En Terloth le dijeron que se pusiera a trabajar con el zapatero remendón, pues nadie en aquella ciudad estaba ocioso. Caminando entre las grises piedras, buscando un hueco verde, un niño de nombre Romnod le propuso irse lejos, cruzar las montañas y llegar a Oonai, la ciudad de los laúdes y del baile, donde nadie se reiría al escuchar las canciones de Iranon.

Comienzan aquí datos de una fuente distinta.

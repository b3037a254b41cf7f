//! CLI argument definitions using clap
//!
//! Commands:
//! - aeroquery replay --input <path> [--config <path>] [--page-size N] [--continuation TOKEN]
//! - aeroquery order --input <path> [--config <path>]

use clap::{Parser, Subcommand};
use std::path::PathBuf;

/// aeroquery - replay recorded partition results through the query pipeline
#[derive(Parser, Debug)]
#[command(name = "aeroquery")]
#[command(version, about, long_about = None)]
pub struct Cli {
    #[command(subcommand)]
    pub command: Command,
}

#[derive(Subcommand, Debug)]
pub enum Command {
    /// Run recorded result pages through aggregate, offset and limit
    Replay {
        /// Path to the recorded fixture
        #[arg(long)]
        input: PathBuf,

        /// Path to configuration file
        #[arg(long)]
        config: Option<PathBuf>,

        /// Items requested per drain
        #[arg(long, default_value_t = 100)]
        page_size: usize,

        /// Continuation token from a previous run
        #[arg(long)]
        continuation: Option<String>,
    },

    /// Merge recorded partition cursors in ORDER BY order
    Order {
        /// Path to the recorded cursors
        #[arg(long)]
        input: PathBuf,

        /// Path to configuration file
        #[arg(long)]
        config: Option<PathBuf>,
    },
}

impl Cli {
    /// Parse command line arguments
    pub fn parse_args() -> Self {
        Cli::parse()
    }
}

Así que huyeron hacia Oonai. Estuvieron muchos años perdidos, tantos que Romnod creció y llegó un momento en que parecía más viejo que Iranon. Cuando, al cabo de muchos años, llegaron a Oonai, fueron recibidos con flores que los que les escuchaban les tiraban. A Iranon le vistieron con túnicas doradas. Oonai era un jolgorio donde todo el mundo estaba borracho a todas horas. Romnod empezó a beber y un día murió.
Cuando Iranon enterró a su amigo, decidió marcharse en busca de su amada Aira. En el camino se encontró con un viejo que vivía en una choza solitaria. Cuando el anciano escuchó el nombre de la ciudad imaginaria le dijo que sólo había escuchado ese nombre en su niñez, con un compañero de juegos, que se creía el príncipe de Aira y que un día partió a buscarla y a deleitar a otros pueblos con sus canciones. Se llamaba Iranon, dijo el viejo.